Monday, May 25, 2009

Squish Painting Part 2

Cranberry Orchids by Marge Bennett

The second in a series of “How did you do that?” Posts.

The three monoprints shown above are made with the same print process as the mums in the Imagined Garden Piece. Squish Part 1

The small square here is a detail of the center flower. Note the texture. Only one color was used for these flowers. The stems and leaves were done in the same fashion using a green watercolor mix.

Since they are more complex, the orchids were created in small sections

How it was done:

First create an outline drawing of the image you wish to print.

Place the flexible celluloid plate over a small portion of the drawing (smooth side up).

Use a washable marker to trace that part of the drawing on your plate.

Turn the plate over and cover the image with soft, wet paint.

Squish the plate on the paper in the selected spot and create as much distortion as you desire. (Pressure and direction of push gives some control.)

Lift the plate by one corner and pull up so as to create texture.

Wash the plate and repeat the process again and again until the image is complete.

Obviously the images created will be fanciful. Squish painters are not doing botanical illustration! The process can be used to make prints or the images can be integrated into paintings as in Growing Old Gracefully shown below


Tuesday, May 19, 2009

Squish That Flower

The first in a series of posts answering the question: “How did you do that?”

Imagined Garden in Vase shown left is one of my Imagined Garden paintings. The images in that series are a distillation of the flowers I have known and loved all my life. Look with your heart and you will see your own special memories reflected there.

Now to the question: “How did I do those mum-like blooms in the vase?” The answer: “I squished them.”

The Making of a Squish Flower requires paint (soft and juicy), water with a tad of liquid detergent, paper or canvas, and plexiglass or flexible transparent plastic.

Some helpful hints: The paint should be the same as that in the rest of the painting. Using acrylic? Don’t dawdle!

The texture and absorbency of the paper make a difference. Experiment.

Keep the water in a spray bottle. Mine is labeled, “joyful water”.

Plexi has sharp edges. Use care or file them down. They work best if sanded on one side.

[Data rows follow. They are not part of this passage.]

use embassy_stm32 as hal;
use embassy_stm32::Peri;
use embassy_stm32::exti::ExtiInput;
use embassy_stm32::gpio::{Input, Level, Output, Pull, Speed};
use embassy_time::{Duration, Instant, Timer};

use ranging_core::cycle::{CycleOutcome, MeasurementCycle, RejectReason};
use ranging_core::node::{CycleTrigger, NodeConfig};
use ranging_core::ranging::smoothing::DistanceSmoother;
use ranging_core::wire;

use crate::hw::sonar::{EchoPin, SonarProbe, TriggerPin};
use crate::link::{Publication, PublishQueue};
use crate::status;
use crate::telemetry::{NodeEventLog, NodeInstant};

#[embassy_executor::task]
pub async fn run(
    trigger_pin: Peri<'static, hal::peripherals::PA4>,
    echo_pin: Peri<'static, hal::peripherals::PA5>,
    sync_pin: Peri<'static, hal::peripherals::PA6>,
    sync_channel: Peri<'static, hal::peripherals::EXTI6>,
    node: NodeConfig,
    publications: &'static PublishQueue,
) -> ! {
    let mut probe = SonarProbe::new(
        TriggerPin::new(Output::new(trigger_pin, Level::Low, Speed::Low)),
        EchoPin::new(Input::new(echo_pin, Pull::Down)),
    );
    let mut sync = ExtiInput::new(sync_pin, sync_channel, Pull::Up);

    let mut cycle = MeasurementCycle::new(node.capture, node.window, DistanceSmoother::new());
    let mut events = NodeEventLog::new();
    let publications = publications.sender();

    loop {
        match node.trigger {
            CycleTrigger::SyncEdge => sync.wait_for_falling_edge().await,
            CycleTrigger::Periodic { period_micros } => {
                Timer::after(Duration::from_micros(period_micros)).await;
            }
        }

        let now = NodeInstant::from(Instant::now());
        events.record_sync_edge(now);

        match cycle.run(&mut probe, status::link_is_connected()) {
            Ok(outcome) => {
                events.record_cycle_outcome(&outcome, now);
                status::record_cycles(cycle.stats());
                match outcome {
                    CycleOutcome::Published {
                        raw_micros,
                        estimate,
                    } => {
                        status::record_estimate(estimate);
                        defmt::info!("cycle: echo {}us, estimate {}us", raw_micros, estimate);

                        let publication = Publication {
                            topic: wire::distance_topic(node.id),
                            payload: wire::distance_payload(estimate),
                        };
                        if publications.try_send(publication).is_err() {
                            defmt::warn!("cycle: publish queue full, sample dropped");
                        }
                    }
                    CycleOutcome::Dropped { estimate, .. } => {
                        status::record_estimate(estimate);
                        defmt::debug!("cycle: link down, estimate {}us kept locally", estimate);
                    }
                    CycleOutcome::Rejected(reason) => {
                        defmt::debug!("cycle: sample rejected ({})", reject_label(reason));
                    }
                }
            }
            Err(_) => {
                status::record_cycles(cycle.stats());
                defmt::warn!("cycle: trigger ignored, capture already in flight");
            }
        }
    }
}

const fn reject_label(reason: RejectReason) -> &'static str {
    match reason {
        RejectReason::EchoTimeout => "echo timeout",
        RejectReason::Implausible => "implausible",
    }
}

(I prefer the pliable sheets that come in packages of bacon or smoked salmon from the grocery.)

Place a blob or two of paint on the rough surface of your plastic. Spray with a bit of water if needed.

Center the plexi, paint side down, over your paper or canvas. Squish it by pressing on the clean side. Note that you can control the direction and degree of spread with your fingers.

Gently and immediately pull up one corner of the plastic. A pattern develops depending upon your direction of pull and the consistency of the paint.

Admire your flower.

I sometimes fiddle a bit with a moist brush and in some cases start the stem with the moist paint.

Just for fun you can cover all of the plexi and make a small print. Be sure to pull the plate up by one corner so that you get good texture. This is a great project for small hands, but be sure to use child friendly paints (washable and non-toxic) and smooth-edged squishers.

Thanks for tuning in to Squish Painting 101. Tune in next Tuesday for a more sophisticated (well, sort of) use of this technique. I welcome comments on this painting style and would love to hear about others.

Sunday, May 10, 2009

"Let Them Eat Cake"

If you are like me, you make art museums and art shows a destination and you seek them out when you travel for other reasons. Coffee mugs are my link to the show and the artist...I love coffee and art so I make it a point to visit the gift shop in the hope of adding one more mug to my collection.
Recently a recipe for 5 Minute Chocolate Cake in a mug appeared in my in-box, courtesy of a fellow artist and chocolate lover. Of course I tried it and of course I ate it. My recommendation is to top it with whipped cream and a chocolate kiss. Care for the recipe?

Mix 4 T each of flour and sugar in mug
Add 2 T cocoa + 1 egg and mix thoroughly
Add 3 T each of milk, oil and chocolate chips + splash of vanilla
Mix a lot and place in micro wave on High
Try not to panic as it rises over the top of the mug.
Cool a little and EAT.

My mugs have reminded me of artists and their shows and they are fun to have for friends who share mt love of the brew. Simply query: "Modigliani or van Gogh"? Then pour a cup.

It occurred to me that using my mugs of cake could make for interesting dining conversation. I plan to use them when our small critique group meets at my studio. We can share ideas about the artists and eat chocolate at the same time.

Sunday, May 3, 2009

My New Room is In

Just received word that Room Painting #5, Room With A City View, has been accepted in the American Juried Art Salon's spring show. It was completed about two weeks ago and is part of an ongoing Room Series.

Details and a URL for the on-line exhibition will come later. The Room Series has been one I return to when I just want to have fun and paint something outrageous. Now I am considering an "outrageous summer". Good Idea?